Two ways to do this. One is to use a pair of DC power supplies, hook the plus of one to the minus of the other and run that as the common to all Tortoise motors. The free plus to one side of the SPDT, the free minus to the other side of the SPDT, the center of the SPDT to the other motor contact on the Tortoise. SImple.
Or, AC power supply, connect a paid of diodes together on one side, anode of one to the cathod of the other. (stripe side and no-stripe side). COnnect this ocmmon to one sode of the AC supply. Other side of AC supply is common to all Tortoise motors. Free lead of one diode to one sode of the SPDT. Free lead of the other diode to the other side of the SPDT. Center of the SPDT to the other motor contact. Both methods are shown on the Tortoise instruction sheet that comes with them.
If you use say a 9V AC power supply, any noise or hum should be minimal. It's not really noticeable on a friend's layout and he has a 12VAC bus that powers everything with the diode method. Tortoises draw too little power to get warm. You can use a pair of 1 amp diodes and run a bunch of Tortoises, or do as my friend did, those cheap low power glass diodes that are in liek 100 packs and use a set of diodes for each toggle. Not sure what the rating is on those small diodes but they've been running his Tortoises for a couple years now.

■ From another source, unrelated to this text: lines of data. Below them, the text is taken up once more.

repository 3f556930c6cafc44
use anyhow::Result;
use serde::Serialize;

pub fn print_json<T: Serialize>(value: &T) -> Result<()> {
    let output = serde_json::to_string_pretty(value)?;
    println!("{output}");
    Ok(())
}
use anyhow::Result;
use std::path::PathBuf;

const CHATAI_DIR: &str = ".chatai";
const CREDENTIALS_FILE: &str = "credentials.json";
const LOGS_DIR: &str = "logs";

/// Environment variable to override the ChatAI data directory.
const CHATAI_DIR_ENV: &str = "CHATAI_DIR";

/// Resolve the data directory.
/// Priority: CHATAI_DIR env var > ~/.chatai/
pub fn resolve_data_dir() -> Result<PathBuf> {
    if let Ok(dir) = std::env::var(CHATAI_DIR_ENV)
        && !dir.trim().is_empty()
    {
        return Ok(PathBuf::from(dir));
    }
    dirs::home_dir()
        .map(|h| h.join(CHATAI_DIR))
        .ok_or_else(|| anyhow::anyhow!("Failed to determine home directory"))
}

pub fn ensure_data_dir() -> Result<PathBuf> {
    let dir = resolve_data_dir()?;
    std::fs::create_dir_all(&dir)?;
    Ok(dir)
}

pub fn credentials_path() -> Result<PathBuf> {
    Ok(resolve_data_dir()?.join(CREDENTIALS_FILE))
}

pub fn logs_dir() -> Result<PathBuf> {
    let dir = ensure_data_dir()?.join(LOGS_DIR);
    std::fs::create_dir_all(&dir)?;
    Ok(dir)
}

#[cfg(test)]
mod tests {
    use super::*;
    use std::sync::{Mutex, OnceLock};

    fn env_lock() -> std::sync::MutexGuard<'static, ()> {
        static LOCK: OnceLock<Mutex<()>> = OnceLock::new();
        LOCK.get_or_init(|| Mutex::new(())).lock().unwrap()
    }

    #[test]
    fn test_default_data_dir() {
        let _lock = env_lock();
        unsafe { std::env::remove_var(CHATAI_DIR_ENV) };
        let dir = resolve_data_dir().unwrap();
        assert!(dir.ends_with(CHATAI_DIR));
    }

    #[test]
    fn test_env_override() {
        let _lock = env_lock();
        unsafe { std::env::set_var(CHATAI_DIR_ENV, "/tmp/test-chatai") };
        let dir = resolve_data_dir().unwrap();
        assert_eq!(dir, PathBuf::from("/tmp/test-chatai"));
        assert_eq!(
            credentials_path().unwrap(),
            PathBuf::from("/tmp/test-chatai/credentials.json")
        );
        unsafe { std::env::remove_var(CHATAI_DIR_ENV) };
    }
}
//! Client configuration

use serde::{Deserialize, Serialize};

use crate::stream::MarkerMode;

pub const DEFAULT_BASE_URL: &str = "http://localhost:8080/v1/api";
pub const DEFAULT_TEMPERATURE: f64 = 0.7;
/// `-1` tells the server not to bound the completion length.
pub const UNBOUNDED_MAX_TOKENS: i32 = -1;

/// Connection-level settings shared by every call of an `ApiClient`.
#[derive(Debug, Clone, PartialEq, Serialize, Deserialize)]
pub struct ClientConfig {
    pub base_url: String,
    #[serde(default)]
    pub marker_mode: MarkerMode,
}

impl Default for ClientConfig {
    fn default() -> Self {
        Self {
            base_url: DEFAULT_BASE_URL.to_string(),
            marker_mode: MarkerMode::default(),
        }
    }
}

impl ClientConfig {
    pub fn new(base_url: impl Into<String>) -> Self {
        Self {
            base_url: base_url.into(),
            ..Self::default()
        }
    }

    pub fn with_marker_mode(mut self, mode: MarkerMode) -> Self {
        self.marker_mode = mode;
        self
    }

    /// Join `path` onto the base URL without doubling the slash.
    pub fn endpoint(&self, path: &str) -> String {
        format!(
            "{}/{}",
            self.base_url.trim_end_matches('/'),
            path.trim_start_matches('/')
        )
    }
}

/// Sampling options sent with each completion request.
#[derive(Debug, Clone, Copy, PartialEq, Serialize, Deserialize)]
pub struct CompletionOptions {
    pub temperature: f64,
    pub max_tokens: i32,
}

impl Default for CompletionOptions {
    fn default() -> Self {
        Self {
            temperature: DEFAULT_TEMPERATURE,
            max_tokens: UNBOUNDED_MAX_TOKENS,
        }
    }
}

impl CompletionOptions {
    pub fn with_temperature(mut self, temperature: f64) -> Self {
        self.temperature = temperature;
        self
    }

    pub fn with_max_tokens(mut self, max_tokens: i32) -> Self {
        self.max_tokens = max_tokens;
        self
    }
}

#[cfg(test)]
mod tests {
    use super::*;

    #[test]
    fn endpoint_joins_without_double_slash() {
        let config = ClientConfig::new("http://localhost:8080/v1/api/");
        assert_eq!(
            config.endpoint("/chat/completion"),
            "http://localhost:8080/v1/api/chat/completion"
        );
        assert_eq!(
            ClientConfig::default().endpoint("chat/models"),
            "http://localhost:8080/v1/api/chat/models"
        );
    }

    #[test]
    fn defaults_match_server_contract() {
        let options = CompletionOptions::default();
        assert_eq!(options.temperature, 0.7);
        assert_eq!(options.max_tokens, -1);
        assert_eq!(ClientConfig::default().marker_mode, MarkerMode::Validated);
    }
}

You could do the same thing that is done in the US for 220 volt. A physical arm between the switches. You could glue a piece of plastic between the arms of 2 of your SPDT switches making it a DPDT.
Springfield PA
I like the idea of using an AC transformer with two diodes. It saves a wire from each tortoise to the panel!
But... does the half wave power cause any heating problems or noise?
73
Bruce in the Peg
Thanks Randy. Hamiltnblue, I have 25 SPDT toggle switches already. DPDTs cost money.

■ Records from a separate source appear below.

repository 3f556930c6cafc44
mod cli;
mod commands;
mod completions;
mod config;
mod error;
mod output;
mod paths;
mod store;

use anyhow::Result;
use chatai_client::ApiClient;
use clap::Parser;
use cli::{Cli, Commands};
use commands::{CommandContext, auth, chat, history, models};
use config::{CliConfig, Settings};
use store::CredentialStore;
use tracing_subscriber::EnvFilter;

#[tokio::main]
async fn main() {
    if let Err(err) = run().await {
        error::handle_error(err);
    }
}

async fn run() -> Result<()> {
    let cli = Cli::parse();

    if let Commands::Completions { shell } = cli.command {
        completions::generate_completions(shell);
        return Ok(());
    }

    // Always log to file; stdout carries the reply stream.
    let file_appender = tracing_appender::rolling::daily(paths::logs_dir()?, "chatai.log");
    let (non_blocking, _guard) = tracing_appender::non_blocking(file_appender);

    let default_level = if cli.verbose { "debug" } else { "info" };
    let filter =
        EnvFilter::try_from_default_env().unwrap_or_else(|_| EnvFilter::new(default_level));

    tracing_subscriber::fmt()
        .with_env_filter(filter)
        .with_writer(non_blocking)
        .with_ansi(false)
        .with_target(false)
        .with_level(true)
        .init();

    let config = CliConfig::load_from_path(cli.config.clone().or_else(CliConfig::default_path));
    let settings = Settings::resolve(&config, cli.base_url.clone());
    tracing::debug!(base_url = %settings.client.base_url, "Resolved settings");

    let mut ctx = CommandContext {
        api: ApiClient::new(settings.client.clone())?,
        settings,
        store: CredentialStore::open_default()?,
        format: cli.format,
    };

    match cli.command {
        Commands::Completions { .. } => Ok(()),
        Commands::Register(args) => auth::register(&mut ctx, args).await,
        Commands::Login { email } => auth::login(&mut ctx, &email).await,
        Commands::Logout => auth::logout(&mut ctx),
        Commands::Models => models::list(&ctx).await,
        Commands::NewChat => chat::new_chat(&mut ctx).await,
        Commands::History { show: Some(id) } => history::show(&mut ctx, &id).await,
        Commands::History { show: None } => history::list(&ctx).await,
        Commands::Ask(args) => chat::ask(&ctx, args).await,
        Commands::Chat(args) => chat::chat(&mut ctx, args).await,
    }
}
//! Error types for the chat client

use thiserror::Error;

use crate::session::SessionState;

/// Chat client error types
#[derive(Error, Debug)]
pub enum ChatError {
    /// The connection could not be established.
    #[error("Transport error: {0}")]
    Transport(#[source] reqwest::Error),

    /// The server answered with a non-success status.
    #[error("HTTP {status}: {message}")]
    HttpStatus { status: u16, message: String },

    /// The response carries no body to stream from.
    #[error("Response has no streamable body")]
    UnsupportedStream,

    /// A single frame could not be decoded. Recovered inside the session.
    #[error("Malformed frame: {0}")]
    FrameDecode(String),

    #[error("Stream cancelled")]
    Cancelled,

    /// The body failed after streaming had begun.
    #[error("Stream read error: {0}")]
    Read(String),

    #[error("Invalid request: {0}")]
    InvalidRequest(String),

    #[error("Session already dispatched (state: {0})")]
    SessionInUse(SessionState),

    /// A non-streaming response body could not be decoded.
    #[error("Decode error: {0}")]
    Decode(String),
}

impl ChatError {
    /// Whether this error ends a session that may already hold partial
    /// assistant content.
    pub fn is_terminal_with_partial(&self) -> bool {
        matches!(self, ChatError::Cancelled | ChatError::Read(_))
    }

    /// HTTP status carried by the error, if any.
    pub fn status(&self) -> Option<u16> {
        match self {
            ChatError::HttpStatus { status, .. } => Some(*status),
            ChatError::Transport(e) => e.status().map(|s| s.as_u16()),
            _ => None,
        }
    }
}

/// Result type alias for chat client operations
pub type Result<T> = std::result::Result<T, ChatError>;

I guess his answer would be to use DPDT switches then.
Hamltnblue Why do you need a dual polarity supply. Simply put the Positive and negative on the Normally Closed contacts. Then solder jumpers criss crossed to the Normally Open Contacts. The common wires go to the Torti. The single power supply will supply both polarities that way.
Why do you need a dual polarity supply. Simply put the Positive and negative on the Normally Closed contacts. Then solder jumpers criss crossed to the Normally Open Contacts. The common wires go to the Torti. The single power supply will supply both polarities that way.
He said SPDT toggles - no place for the crossed wire method there, which works with DPDT switched.
Bruce,
A pair of matched 'wall warts' with plus and minus tied together will work just fine for dual polarity. One 'plus' & 'minus' lead tied together are your common. Just make sure each wall wart is plugged in the same so you do not 'ground loop'. I have a 18VAC wall wart that I use, and have a pair of diodes to 'rectify' the output. This give me about 8VDC on each side and runs the Tortoise motors just fine. My 'wall wart' came from an old charger, and has a 850 ma output - enough for almost 50 Tortoise motors at 'stall'. Wall Warts are quite inexpensive on the Internet, and sometimes you can fine them for under a $1 at places like Salvation Army.
Jim
Modeling BNSF and Milwaukee Road in SW Wisconsin
Our club uses a 9 volt DC supply with DPDT switches. You could use two 9 volt supplies with the SPDT switches.
I want to use SPDT toggle switches to control about 10 tortoises. A dual polarity supply is expensive but would two wal warts do just as well? What have others used?